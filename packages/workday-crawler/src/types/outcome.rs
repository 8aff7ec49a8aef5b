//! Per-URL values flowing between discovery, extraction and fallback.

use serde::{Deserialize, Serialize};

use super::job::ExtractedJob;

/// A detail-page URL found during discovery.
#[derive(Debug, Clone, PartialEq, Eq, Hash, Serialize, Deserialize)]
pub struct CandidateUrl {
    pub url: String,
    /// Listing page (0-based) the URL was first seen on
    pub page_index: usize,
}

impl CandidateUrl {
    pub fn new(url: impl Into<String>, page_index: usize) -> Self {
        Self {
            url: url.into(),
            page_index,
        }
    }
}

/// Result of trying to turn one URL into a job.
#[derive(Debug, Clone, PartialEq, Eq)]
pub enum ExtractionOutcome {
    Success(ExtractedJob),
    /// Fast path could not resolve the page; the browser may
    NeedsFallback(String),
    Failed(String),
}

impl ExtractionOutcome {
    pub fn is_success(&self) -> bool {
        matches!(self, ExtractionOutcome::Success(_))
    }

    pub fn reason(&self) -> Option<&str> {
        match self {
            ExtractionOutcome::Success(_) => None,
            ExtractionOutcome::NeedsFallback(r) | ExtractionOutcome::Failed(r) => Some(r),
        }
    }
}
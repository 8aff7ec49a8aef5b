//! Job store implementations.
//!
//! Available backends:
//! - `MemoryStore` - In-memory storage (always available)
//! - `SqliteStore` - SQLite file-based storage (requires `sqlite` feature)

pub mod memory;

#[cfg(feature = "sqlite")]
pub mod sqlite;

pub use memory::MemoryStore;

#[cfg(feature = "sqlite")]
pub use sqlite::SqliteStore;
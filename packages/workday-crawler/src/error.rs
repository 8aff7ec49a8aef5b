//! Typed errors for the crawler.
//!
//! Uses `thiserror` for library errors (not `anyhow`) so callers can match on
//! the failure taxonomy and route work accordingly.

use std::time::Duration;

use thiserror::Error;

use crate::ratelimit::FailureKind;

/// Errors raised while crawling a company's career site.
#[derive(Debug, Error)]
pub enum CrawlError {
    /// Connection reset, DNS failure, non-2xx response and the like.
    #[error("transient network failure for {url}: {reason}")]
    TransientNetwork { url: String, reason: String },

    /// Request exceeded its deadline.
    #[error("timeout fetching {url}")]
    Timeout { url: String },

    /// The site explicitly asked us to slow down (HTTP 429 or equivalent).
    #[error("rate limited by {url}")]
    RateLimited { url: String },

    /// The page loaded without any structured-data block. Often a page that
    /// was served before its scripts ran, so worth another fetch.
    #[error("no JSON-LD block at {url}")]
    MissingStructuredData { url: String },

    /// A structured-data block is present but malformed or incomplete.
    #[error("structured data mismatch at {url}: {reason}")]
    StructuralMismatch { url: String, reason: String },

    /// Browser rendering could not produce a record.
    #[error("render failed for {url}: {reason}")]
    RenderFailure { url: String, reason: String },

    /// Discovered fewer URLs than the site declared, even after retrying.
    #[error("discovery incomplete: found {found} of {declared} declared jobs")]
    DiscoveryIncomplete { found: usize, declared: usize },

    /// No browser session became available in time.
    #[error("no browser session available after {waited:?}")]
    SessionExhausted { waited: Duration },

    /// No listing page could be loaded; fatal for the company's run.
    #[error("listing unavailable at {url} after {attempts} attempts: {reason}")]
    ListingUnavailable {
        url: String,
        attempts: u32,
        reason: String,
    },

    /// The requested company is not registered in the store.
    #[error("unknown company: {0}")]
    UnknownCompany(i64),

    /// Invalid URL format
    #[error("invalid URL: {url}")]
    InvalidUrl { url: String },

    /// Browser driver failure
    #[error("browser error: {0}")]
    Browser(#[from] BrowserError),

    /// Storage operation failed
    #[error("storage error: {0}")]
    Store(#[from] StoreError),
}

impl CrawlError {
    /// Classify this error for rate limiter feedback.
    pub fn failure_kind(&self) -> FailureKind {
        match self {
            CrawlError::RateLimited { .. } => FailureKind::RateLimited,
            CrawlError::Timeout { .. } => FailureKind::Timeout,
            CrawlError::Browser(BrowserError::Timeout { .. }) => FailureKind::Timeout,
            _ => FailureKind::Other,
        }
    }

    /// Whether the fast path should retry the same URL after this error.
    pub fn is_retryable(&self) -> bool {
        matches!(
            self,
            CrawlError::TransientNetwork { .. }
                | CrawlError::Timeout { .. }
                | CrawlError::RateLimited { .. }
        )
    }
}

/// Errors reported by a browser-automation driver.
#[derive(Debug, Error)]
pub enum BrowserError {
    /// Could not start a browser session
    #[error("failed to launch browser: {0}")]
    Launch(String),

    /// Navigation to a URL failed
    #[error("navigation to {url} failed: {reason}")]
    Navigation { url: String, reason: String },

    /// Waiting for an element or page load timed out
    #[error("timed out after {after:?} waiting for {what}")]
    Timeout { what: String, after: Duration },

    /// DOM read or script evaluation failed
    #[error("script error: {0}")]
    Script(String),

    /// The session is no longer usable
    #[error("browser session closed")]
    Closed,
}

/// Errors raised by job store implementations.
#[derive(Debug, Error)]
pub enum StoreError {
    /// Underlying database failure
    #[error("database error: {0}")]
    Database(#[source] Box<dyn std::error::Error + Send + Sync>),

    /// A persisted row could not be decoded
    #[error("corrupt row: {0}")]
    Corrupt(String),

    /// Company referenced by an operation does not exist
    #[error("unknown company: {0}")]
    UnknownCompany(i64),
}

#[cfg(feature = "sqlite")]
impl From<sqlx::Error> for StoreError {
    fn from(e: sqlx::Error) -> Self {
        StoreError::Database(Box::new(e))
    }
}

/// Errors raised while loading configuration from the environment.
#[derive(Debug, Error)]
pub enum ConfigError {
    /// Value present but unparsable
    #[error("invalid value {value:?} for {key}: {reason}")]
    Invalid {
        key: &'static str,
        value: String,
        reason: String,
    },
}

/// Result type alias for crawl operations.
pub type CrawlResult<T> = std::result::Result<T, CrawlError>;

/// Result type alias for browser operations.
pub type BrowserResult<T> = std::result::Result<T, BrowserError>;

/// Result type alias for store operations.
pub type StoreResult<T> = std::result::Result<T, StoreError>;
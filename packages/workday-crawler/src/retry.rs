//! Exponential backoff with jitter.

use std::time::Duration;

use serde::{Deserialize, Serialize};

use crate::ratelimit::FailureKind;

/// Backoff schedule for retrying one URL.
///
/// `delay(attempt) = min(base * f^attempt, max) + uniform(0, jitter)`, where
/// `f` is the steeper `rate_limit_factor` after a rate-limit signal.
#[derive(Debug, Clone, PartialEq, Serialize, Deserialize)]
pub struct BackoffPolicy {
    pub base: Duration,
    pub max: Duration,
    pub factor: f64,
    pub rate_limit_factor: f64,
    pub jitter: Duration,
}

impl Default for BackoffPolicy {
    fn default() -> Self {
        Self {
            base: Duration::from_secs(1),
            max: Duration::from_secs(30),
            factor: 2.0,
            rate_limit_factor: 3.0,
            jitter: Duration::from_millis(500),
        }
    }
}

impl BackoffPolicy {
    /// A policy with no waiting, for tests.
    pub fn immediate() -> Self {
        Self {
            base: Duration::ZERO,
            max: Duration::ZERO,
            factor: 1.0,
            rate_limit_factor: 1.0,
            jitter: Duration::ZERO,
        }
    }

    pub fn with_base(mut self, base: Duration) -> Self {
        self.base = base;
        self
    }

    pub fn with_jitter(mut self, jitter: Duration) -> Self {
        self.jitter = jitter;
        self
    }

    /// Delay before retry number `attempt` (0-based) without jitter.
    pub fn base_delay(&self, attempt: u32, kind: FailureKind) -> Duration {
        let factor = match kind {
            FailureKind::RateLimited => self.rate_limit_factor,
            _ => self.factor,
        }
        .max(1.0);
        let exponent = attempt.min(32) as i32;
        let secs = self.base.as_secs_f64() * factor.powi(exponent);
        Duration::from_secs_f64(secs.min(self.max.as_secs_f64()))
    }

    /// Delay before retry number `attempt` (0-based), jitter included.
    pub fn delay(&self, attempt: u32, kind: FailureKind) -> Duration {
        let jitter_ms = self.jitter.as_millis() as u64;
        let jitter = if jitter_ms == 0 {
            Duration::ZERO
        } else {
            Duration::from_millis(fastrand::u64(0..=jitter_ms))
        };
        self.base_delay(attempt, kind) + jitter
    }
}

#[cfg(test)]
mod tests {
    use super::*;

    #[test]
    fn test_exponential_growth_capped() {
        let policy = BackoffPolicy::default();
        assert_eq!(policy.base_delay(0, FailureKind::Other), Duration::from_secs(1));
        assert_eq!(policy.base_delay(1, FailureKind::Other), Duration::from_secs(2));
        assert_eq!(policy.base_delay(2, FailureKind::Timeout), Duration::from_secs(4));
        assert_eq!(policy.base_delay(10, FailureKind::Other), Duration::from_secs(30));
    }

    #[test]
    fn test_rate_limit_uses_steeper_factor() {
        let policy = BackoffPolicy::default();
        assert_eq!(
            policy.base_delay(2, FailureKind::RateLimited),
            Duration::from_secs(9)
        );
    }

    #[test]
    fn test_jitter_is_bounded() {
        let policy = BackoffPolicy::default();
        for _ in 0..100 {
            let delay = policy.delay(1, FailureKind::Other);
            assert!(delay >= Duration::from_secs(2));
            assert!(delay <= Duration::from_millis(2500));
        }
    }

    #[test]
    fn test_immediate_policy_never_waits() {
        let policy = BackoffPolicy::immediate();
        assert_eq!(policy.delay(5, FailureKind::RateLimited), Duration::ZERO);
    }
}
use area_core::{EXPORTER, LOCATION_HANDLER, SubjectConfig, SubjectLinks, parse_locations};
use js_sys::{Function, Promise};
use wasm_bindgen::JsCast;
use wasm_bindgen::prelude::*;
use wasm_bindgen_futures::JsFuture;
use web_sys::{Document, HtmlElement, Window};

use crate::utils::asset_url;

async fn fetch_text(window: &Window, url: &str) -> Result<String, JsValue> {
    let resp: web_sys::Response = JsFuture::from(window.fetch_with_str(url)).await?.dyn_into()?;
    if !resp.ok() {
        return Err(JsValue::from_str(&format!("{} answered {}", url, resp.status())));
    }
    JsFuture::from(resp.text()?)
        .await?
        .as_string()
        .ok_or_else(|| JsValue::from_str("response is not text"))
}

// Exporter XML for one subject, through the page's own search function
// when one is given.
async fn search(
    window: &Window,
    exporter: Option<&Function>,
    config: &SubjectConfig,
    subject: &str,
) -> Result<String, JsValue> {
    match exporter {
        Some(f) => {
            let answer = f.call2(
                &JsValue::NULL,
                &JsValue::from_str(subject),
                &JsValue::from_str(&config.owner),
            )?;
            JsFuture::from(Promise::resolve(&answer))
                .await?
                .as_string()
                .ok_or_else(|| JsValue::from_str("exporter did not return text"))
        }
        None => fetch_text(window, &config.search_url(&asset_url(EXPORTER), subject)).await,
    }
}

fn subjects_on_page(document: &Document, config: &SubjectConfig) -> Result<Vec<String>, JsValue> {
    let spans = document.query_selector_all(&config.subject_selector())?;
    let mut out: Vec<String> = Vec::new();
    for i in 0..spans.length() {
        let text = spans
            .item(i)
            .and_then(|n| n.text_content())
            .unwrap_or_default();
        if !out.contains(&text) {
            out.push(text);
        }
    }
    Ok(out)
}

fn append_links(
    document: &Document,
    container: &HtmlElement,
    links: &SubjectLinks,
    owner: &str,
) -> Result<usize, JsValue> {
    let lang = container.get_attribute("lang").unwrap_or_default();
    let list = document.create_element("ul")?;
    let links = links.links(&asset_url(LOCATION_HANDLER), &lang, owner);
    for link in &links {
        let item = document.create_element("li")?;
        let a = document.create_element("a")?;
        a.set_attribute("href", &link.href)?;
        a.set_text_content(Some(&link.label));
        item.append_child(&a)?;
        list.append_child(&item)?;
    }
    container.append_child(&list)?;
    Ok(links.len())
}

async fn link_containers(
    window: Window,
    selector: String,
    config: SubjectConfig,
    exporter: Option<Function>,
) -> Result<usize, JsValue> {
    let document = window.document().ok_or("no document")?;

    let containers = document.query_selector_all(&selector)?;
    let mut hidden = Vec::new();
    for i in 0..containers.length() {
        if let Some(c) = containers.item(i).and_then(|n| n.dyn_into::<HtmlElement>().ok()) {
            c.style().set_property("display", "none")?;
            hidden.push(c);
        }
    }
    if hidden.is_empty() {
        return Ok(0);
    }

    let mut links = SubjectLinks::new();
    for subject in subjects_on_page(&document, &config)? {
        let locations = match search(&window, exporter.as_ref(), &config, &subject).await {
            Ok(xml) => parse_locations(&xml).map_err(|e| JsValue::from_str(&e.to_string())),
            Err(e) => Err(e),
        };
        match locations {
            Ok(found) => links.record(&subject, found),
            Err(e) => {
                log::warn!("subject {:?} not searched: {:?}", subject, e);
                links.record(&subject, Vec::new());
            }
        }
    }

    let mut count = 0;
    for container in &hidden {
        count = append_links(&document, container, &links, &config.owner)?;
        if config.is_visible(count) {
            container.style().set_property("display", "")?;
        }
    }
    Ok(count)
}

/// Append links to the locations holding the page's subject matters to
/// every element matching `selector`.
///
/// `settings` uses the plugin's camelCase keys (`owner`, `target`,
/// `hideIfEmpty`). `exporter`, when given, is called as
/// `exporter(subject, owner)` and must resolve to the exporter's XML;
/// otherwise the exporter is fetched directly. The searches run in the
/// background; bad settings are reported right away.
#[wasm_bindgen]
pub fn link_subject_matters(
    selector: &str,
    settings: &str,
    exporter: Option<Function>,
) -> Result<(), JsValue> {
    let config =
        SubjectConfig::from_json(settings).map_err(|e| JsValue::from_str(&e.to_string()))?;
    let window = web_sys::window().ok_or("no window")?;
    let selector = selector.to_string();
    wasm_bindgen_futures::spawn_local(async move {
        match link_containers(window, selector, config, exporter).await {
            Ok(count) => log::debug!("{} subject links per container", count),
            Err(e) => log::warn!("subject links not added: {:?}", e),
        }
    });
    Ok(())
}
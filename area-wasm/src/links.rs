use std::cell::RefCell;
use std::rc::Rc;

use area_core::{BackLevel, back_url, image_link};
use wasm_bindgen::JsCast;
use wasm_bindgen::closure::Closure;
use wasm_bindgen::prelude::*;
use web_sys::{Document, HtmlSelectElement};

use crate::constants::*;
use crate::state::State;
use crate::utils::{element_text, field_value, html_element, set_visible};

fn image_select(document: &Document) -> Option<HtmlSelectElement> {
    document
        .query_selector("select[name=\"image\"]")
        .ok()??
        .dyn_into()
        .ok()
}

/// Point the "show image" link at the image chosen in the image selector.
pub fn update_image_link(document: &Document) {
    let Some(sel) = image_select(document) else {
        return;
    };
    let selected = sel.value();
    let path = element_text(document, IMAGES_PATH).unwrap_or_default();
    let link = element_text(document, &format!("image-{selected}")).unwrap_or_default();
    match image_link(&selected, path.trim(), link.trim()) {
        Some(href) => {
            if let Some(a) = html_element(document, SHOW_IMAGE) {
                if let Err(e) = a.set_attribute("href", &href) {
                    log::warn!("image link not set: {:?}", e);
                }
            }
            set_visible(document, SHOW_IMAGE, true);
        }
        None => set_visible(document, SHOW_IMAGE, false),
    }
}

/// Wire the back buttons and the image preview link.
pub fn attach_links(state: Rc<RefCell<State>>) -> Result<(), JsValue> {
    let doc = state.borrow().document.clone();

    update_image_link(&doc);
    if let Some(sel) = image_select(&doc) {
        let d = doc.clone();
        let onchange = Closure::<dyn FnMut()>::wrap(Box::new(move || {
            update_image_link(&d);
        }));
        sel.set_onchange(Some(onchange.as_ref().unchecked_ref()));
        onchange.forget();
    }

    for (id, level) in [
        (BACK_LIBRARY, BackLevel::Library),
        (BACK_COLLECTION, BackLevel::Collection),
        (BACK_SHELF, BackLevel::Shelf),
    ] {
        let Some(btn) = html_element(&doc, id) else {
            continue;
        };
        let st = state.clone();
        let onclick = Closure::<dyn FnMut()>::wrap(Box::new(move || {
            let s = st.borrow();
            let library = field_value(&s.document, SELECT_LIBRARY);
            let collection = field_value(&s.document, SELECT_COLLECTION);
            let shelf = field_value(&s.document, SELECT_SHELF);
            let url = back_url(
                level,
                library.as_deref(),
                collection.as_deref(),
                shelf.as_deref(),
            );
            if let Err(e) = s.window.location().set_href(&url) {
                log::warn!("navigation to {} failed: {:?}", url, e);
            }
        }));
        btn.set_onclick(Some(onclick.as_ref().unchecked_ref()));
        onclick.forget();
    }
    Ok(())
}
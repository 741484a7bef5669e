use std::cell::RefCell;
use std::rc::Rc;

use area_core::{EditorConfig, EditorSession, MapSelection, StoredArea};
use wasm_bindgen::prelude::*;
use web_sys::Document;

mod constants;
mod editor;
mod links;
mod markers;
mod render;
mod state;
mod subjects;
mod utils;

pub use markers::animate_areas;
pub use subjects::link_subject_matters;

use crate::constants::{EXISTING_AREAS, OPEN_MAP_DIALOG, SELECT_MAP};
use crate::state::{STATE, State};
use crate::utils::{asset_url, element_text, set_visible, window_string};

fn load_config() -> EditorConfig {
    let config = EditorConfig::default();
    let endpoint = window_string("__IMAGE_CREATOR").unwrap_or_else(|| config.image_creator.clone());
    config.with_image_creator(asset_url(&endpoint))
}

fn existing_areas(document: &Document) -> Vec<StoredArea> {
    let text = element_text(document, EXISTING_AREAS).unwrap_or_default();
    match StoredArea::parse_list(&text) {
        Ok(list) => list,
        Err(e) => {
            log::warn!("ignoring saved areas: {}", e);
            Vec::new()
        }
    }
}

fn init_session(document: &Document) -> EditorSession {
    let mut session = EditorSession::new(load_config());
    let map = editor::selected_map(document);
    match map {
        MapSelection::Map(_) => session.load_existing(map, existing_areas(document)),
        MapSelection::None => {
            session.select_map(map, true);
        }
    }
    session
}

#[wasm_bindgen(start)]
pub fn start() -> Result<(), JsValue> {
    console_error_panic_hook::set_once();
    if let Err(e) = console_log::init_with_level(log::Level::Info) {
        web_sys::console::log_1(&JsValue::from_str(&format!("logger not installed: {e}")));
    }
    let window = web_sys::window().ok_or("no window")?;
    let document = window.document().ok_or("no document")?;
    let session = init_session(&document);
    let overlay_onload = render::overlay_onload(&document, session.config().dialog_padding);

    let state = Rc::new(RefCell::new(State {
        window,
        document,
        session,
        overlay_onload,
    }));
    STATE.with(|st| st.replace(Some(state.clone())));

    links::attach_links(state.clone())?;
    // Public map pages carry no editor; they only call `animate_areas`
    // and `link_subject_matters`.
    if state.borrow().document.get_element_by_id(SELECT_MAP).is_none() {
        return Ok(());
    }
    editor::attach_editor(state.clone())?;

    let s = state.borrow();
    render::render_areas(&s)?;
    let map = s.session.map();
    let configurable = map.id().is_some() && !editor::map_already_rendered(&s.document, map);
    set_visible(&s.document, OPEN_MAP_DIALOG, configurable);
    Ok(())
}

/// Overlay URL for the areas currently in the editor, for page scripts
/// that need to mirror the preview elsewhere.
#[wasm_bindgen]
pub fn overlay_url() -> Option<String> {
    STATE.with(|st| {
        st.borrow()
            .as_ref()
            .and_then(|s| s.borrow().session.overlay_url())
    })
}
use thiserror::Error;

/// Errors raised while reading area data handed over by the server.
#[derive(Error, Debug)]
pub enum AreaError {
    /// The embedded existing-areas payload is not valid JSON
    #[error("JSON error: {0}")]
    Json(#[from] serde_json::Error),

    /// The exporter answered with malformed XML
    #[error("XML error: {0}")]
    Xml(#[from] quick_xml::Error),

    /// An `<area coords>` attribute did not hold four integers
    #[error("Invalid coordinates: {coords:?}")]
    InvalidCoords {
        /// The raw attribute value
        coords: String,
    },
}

────────────────

— Task directions —
Sift through the entries and copy every line with "usize".

— Solution to the problem —
    pub page_index: usize,
    pub fn new(url: impl Into<String>, page_index: usize) -> Self {
    DiscoveryIncomplete { found: usize, declared: usize },
) -> Result<usize, JsValue> {
) -> Result<usize, JsValue> {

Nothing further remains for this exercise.